Data to process Block Start
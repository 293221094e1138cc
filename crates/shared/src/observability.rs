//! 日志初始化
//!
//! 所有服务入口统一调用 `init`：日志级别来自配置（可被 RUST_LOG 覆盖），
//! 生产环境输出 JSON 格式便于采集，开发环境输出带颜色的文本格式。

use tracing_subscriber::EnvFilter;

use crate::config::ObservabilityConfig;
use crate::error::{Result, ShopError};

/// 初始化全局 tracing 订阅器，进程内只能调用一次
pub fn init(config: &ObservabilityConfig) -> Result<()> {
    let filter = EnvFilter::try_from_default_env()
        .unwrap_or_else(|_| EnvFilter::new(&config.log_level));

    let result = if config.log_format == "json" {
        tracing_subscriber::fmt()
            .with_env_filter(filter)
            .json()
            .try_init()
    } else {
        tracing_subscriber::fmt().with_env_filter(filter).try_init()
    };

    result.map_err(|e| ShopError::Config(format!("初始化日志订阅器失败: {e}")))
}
Data to process Block End
● Work item
Reproduce each of the entries exactly, omitting none.

● Exercise solution
repository 293221094e1138cc
filename crates/shared/src/observability.rs
//! 日志初始化
//!
//! 所有服务入口统一调用 `init`：日志级别来自配置（可被 RUST_LOG 覆盖），
//! 生产环境输出 JSON 格式便于采集，开发环境输出带颜色的文本格式。

use tracing_subscriber::EnvFilter;

use crate::config::ObservabilityConfig;
use crate::error::{Result, ShopError};

/// 初始化全局 tracing 订阅器，进程内只能调用一次
pub fn init(config: &ObservabilityConfig) -> Result<()> {
    let filter = EnvFilter::try_from_default_env()
        .unwrap_or_else(|_| EnvFilter::new(&config.log_level));

    let result = if config.log_format == "json" {
        tracing_subscriber::fmt()
            .with_env_filter(filter)
            .json()
            .try_init()
    } else {
        tracing_subscriber::fmt().with_env_filter(filter).try_init()
    };

    result.map_err(|e| ShopError::Config(format!("初始化日志订阅器失败: {e}")))
}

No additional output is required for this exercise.